Q5. Which structure arises from the Wolffian duct?
a) Seminal vesicle
b) Fallopian tube
c) Uterine tube
d) Clitoris
Explanation & Answer:
The seminal vesicle, part of the male reproductive system, develops from the Wolffian duct. Female structures such as fallopian tubes arise from the Mullerian duct.
Q6. The appendix testis is a remnant of:
a) Wolffian duct
b) Mullerian duct
c) Urogenital sinus
d) Genital tubercle
Explanation & Answer:
Appendix testis is a remnant of the Mullerian duct, located near the testis, differing from appendix epididymis, which is from Wolffian duct.

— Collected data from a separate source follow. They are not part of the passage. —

use serde::{Deserialize, Deserializer};
use serde_json::Value;
use tracing::debug;

use super::ApiError;

/// An `{id, value}` pair as the World Bank API nests them.
#[derive(Debug, Clone, PartialEq, Eq, Deserialize)]
pub struct Reference {
    pub id: String,
    #[serde(rename = "value")]
    pub label: String,
}

/// One (indicator, country, year) observation.
///
/// `indicator` and `country` are the only required fields; everything else
/// falls back to an empty value so a single odd field never costs the record.
#[derive(Debug, Clone, PartialEq, Deserialize)]
pub struct IndicatorRecord {
    pub indicator: Reference,
    pub country: Reference,
    #[serde(rename = "countryiso3code", default, deserialize_with = "lenient_string")]
    pub iso3_code: String,
    #[serde(rename = "date", default, deserialize_with = "lenient_string")]
    pub period: String,
    #[serde(default, deserialize_with = "lenient_number")]
    pub value: Option<f64>,
    #[serde(default, deserialize_with = "lenient_string")]
    pub unit: String,
    #[serde(default, deserialize_with = "lenient_string")]
    pub obs_status: String,
    #[serde(default, deserialize_with = "lenient_decimal")]
    pub decimal: u32,
}

impl IndicatorRecord {
    pub fn year(&self) -> Option<i32> {
        self.period.trim().parse().ok()
    }
}

/// Paging header from the first element of the response.
#[derive(Debug, Clone, Default, PartialEq, Eq, Deserialize)]
pub struct PageMeta {
    #[serde(default, deserialize_with = "lenient_count")]
    pub page: Option<u32>,
    #[serde(default, deserialize_with = "lenient_count")]
    pub pages: Option<u32>,
    #[serde(default, deserialize_with = "lenient_count")]
    pub per_page: Option<u32>,
    #[serde(default, deserialize_with = "lenient_count")]
    pub total: Option<u32>,
    #[serde(rename = "lastupdated", default)]
    pub last_updated: Option<String>,
}

pub fn parse_indicator_body(body: &str) -> Result<(PageMeta, Vec<IndicatorRecord>), ApiError> {
    let value: Value = serde_json::from_str(body)?;
    parse_indicator_response(&value)
}

/// Splits a `[metadata, records]` payload into typed records.
///
/// Only the outer shape is fatal. Record entries that fail to deserialize
/// are dropped one by one.
pub fn parse_indicator_response(
    body: &Value,
) -> Result<(PageMeta, Vec<IndicatorRecord>), ApiError> {
    let Some([meta, records, ..]) = body.as_array().map(Vec::as_slice) else {
        return Err(ApiError::malformed("expected a [metadata, records] array"));
    };
    let Some(records) = records.as_array() else {
        return Err(ApiError::malformed("record list is not an array"));
    };

    let meta = PageMeta::deserialize(meta).unwrap_or_default();

    let parsed: Vec<IndicatorRecord> = records
        .iter()
        .enumerate()
        .filter_map(|(index, item)| match IndicatorRecord::deserialize(item) {
            Ok(record) => Some(record),
            Err(e) => {
                debug!(index, error = %e, "dropping malformed record");
                None
            }
        })
        .collect();

    debug!(
        kept = parsed.len(),
        dropped = records.len() - parsed.len(),
        "parsed indicator records"
    );

    Ok((meta, parsed))
}

fn lenient_string<'de, D>(deserializer: D) -> Result<String, D::Error>
where
    D: Deserializer<'de>,
{
    Ok(match Value::deserialize(deserializer)? {
        Value::String(s) => s,
        Value::Number(n) => n.to_string(),
        Value::Bool(b) => b.to_string(),
        _ => String::new(),
    })
}

fn lenient_number<'de, D>(deserializer: D) -> Result<Option<f64>, D::Error>
where
    D: Deserializer<'de>,
{
    Ok(Value::deserialize(deserializer)?.as_f64())
}

fn lenient_decimal<'de, D>(deserializer: D) -> Result<u32, D::Error>
where
    D: Deserializer<'de>,
{
    Ok(Value::deserialize(deserializer)?
        .as_u64()
        .and_then(|n| u32::try_from(n).ok())
        .unwrap_or(0))
}

fn lenient_count<'de, D>(deserializer: D) -> Result<Option<u32>, D::Error>
where
    D: Deserializer<'de>,
{
    Ok(match Value::deserialize(deserializer)? {
        Value::Number(n) => n.as_u64().and_then(|n| u32::try_from(n).ok()),
        Value::String(s) => s.trim().parse().ok(),
        _ => None,
    })
}
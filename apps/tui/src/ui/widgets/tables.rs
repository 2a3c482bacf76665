use econ_dash::api::IndicatorDataset;
use ratatui::layout::{Constraint, Rect};
use ratatui::style::{Color, Modifier, Style};
use ratatui::widgets::{Block, Borders, Cell, Row, Table};
use ratatui::Frame;

pub const fn scroll_offset(
    total_rows: usize,
    max_visible_rows: usize,
    selected_index: usize,
) -> usize {
    if total_rows <= max_visible_rows {
        return 0;
    }

    if selected_index >= max_visible_rows {
        return selected_index.saturating_sub(max_visible_rows) + 1;
    }

    0
}

/// Year / value rows, oldest first, with `selected` highlighted.
pub fn render_series_table(
    dataset: &IndicatorDataset,
    selected: usize,
    f: &mut Frame<'_>,
    area: Rect,
) {
    let indicator = dataset.indicator;
    let header = Row::new(vec![Cell::from("Year"), Cell::from("Value")]).style(
        Style::default()
            .fg(Color::Yellow)
            .add_modifier(Modifier::BOLD),
    );

    let total_rows = dataset.series.len();
    // Borders plus header
    let max_visible_rows = usize::from(area.height.saturating_sub(3));
    let offset = scroll_offset(total_rows, max_visible_rows, selected);

    let rows = dataset
        .series
        .iter()
        .enumerate()
        .skip(offset)
        .take(max_visible_rows)
        .map(|(i, point)| {
            let style = if i == selected {
                Style::default()
                    .bg(Color::Rgb(0, 0, 238))
                    .fg(Color::White)
                    .add_modifier(Modifier::BOLD)
            } else {
                Style::default()
            };
            Row::new(vec![
                Cell::from(point.year.to_string()),
                Cell::from(indicator.format_value(point.value)),
            ])
            .style(style)
        });

    let title = if total_rows == 0 {
        " Data ".to_string()
    } else {
        format!(" Data ({} of {}) ", selected.min(total_rows - 1) + 1, total_rows)
    };

    let table = Table::new(rows, [Constraint::Length(6), Constraint::Min(12)])
        .header(header)
        .block(Block::default().title(title).borders(Borders::ALL))
        .column_spacing(2);

    f.render_widget(table, area);
}
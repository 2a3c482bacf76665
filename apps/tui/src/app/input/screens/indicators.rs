use crate::app::input::helpers::{wrap_decrement, wrap_increment};
use crate::app::state::App;
use crossterm::event::KeyCode;
use econ_dash::Indicator;

const PAGE_ROWS: isize = 5;

pub fn handle_indicators_input(app: &mut App, key: KeyCode) {
    let count = Indicator::ALL.len();
    match key {
        KeyCode::Left => {
            select_index(app, wrap_decrement(app.indicator.index(), count));
        }
        KeyCode::Right => {
            select_index(app, wrap_increment(app.indicator.index(), count));
        }
        KeyCode::Char(c @ '1'..='3') => {
            select_index(app, (c as usize) - ('1' as usize));
        }
        KeyCode::Char('r') => app.retry(),
        KeyCode::Up => app.scroll_table(-1),
        KeyCode::Down => app.scroll_table(1),
        KeyCode::PageUp => app.scroll_table(-PAGE_ROWS),
        KeyCode::PageDown => app.scroll_table(PAGE_ROWS),
        KeyCode::Home => app.table_scroll = 0,
        KeyCode::End => app.scroll_table(isize::MAX),
        KeyCode::Char('q') => app.running = false,
        _ => {}
    }
}

fn select_index(app: &mut App, index: usize) {
    if let Some(indicator) = Indicator::from_index(index) {
        app.select_indicator(indicator);
    }
}
use crate::app::state::App;
use crossterm::event::KeyCode;

/// F1 toggles the overlay. While it is open every key except F10 stops here.
pub fn handle_help_keys(app: &mut App, key: KeyCode) -> bool {
    match key {
        KeyCode::F(1) => app.show_help = !app.show_help,
        KeyCode::Esc if app.show_help => app.show_help = false,
        KeyCode::F(10) => return false,
        _ => return app.show_help,
    }
    true
}
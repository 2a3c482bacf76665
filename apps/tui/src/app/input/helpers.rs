pub const fn wrap_decrement(index: usize, len: usize) -> usize {
    if len == 0 {
        return 0;
    }

    if index == 0 {
        len - 1
    } else {
        index - 1
    }
}

pub const fn wrap_increment(index: usize, len: usize) -> usize {
    if len == 0 {
        return 0;
    }

    (index + 1) % len
}

/// Line-editing keys shared by the text inputs. Returns `true` if consumed.
pub fn edit_text(buffer: &mut String, key: crossterm::event::KeyCode) -> bool {
    use crossterm::event::KeyCode;

    match key {
        KeyCode::Char(c) => buffer.push(c),
        KeyCode::Backspace => {
            buffer.pop();
        }
        KeyCode::Esc => buffer.clear(),
        _ => return false,
    }
    true
}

Q7. The vas deferens develops from:
a) Wolffian duct
b) Mullerian duct
c) Ureteric bud
d) Cloaca
Explanation & Answer:
The vas deferens is derived from the Wolffian duct and serves as the conduit for sperm transport in males.
Q8 (Clinical). Torsion of hydatid of Morgagni presents with:
a) Acute scrotal pain
b) Asymptomatic swelling
c) Urinary retention
d) Fever
Explanation & Answer:
Torsion of the hydatid of Morgagni, a cystic remnant of the testis or epididymis, causes sudden scrotal pain mimicking testicular torsion and requires clinical attention.
Q9. Which is NOT a Wolffian duct derivative?
a) Epididymis
b) Seminal vesicle
c) Uterus
d) Vas deferens
Explanation & Answer:
The uterus is a Mullerian duct derivative; all other options derive from the Wolffian duct and contribute to the male reproductive tract.
Q10. Which hormone promotes Wolffian duct development in males?
a) Estrogen
b) Testosterone
c) Progesterone
d) Anti-Mullerian hormone
Explanation & Answer:
Testosterone stimulates the Wolffian ducts to develop into male internal genitalia such as epididymis, vas deferens, and seminal vesicles during male differentiation.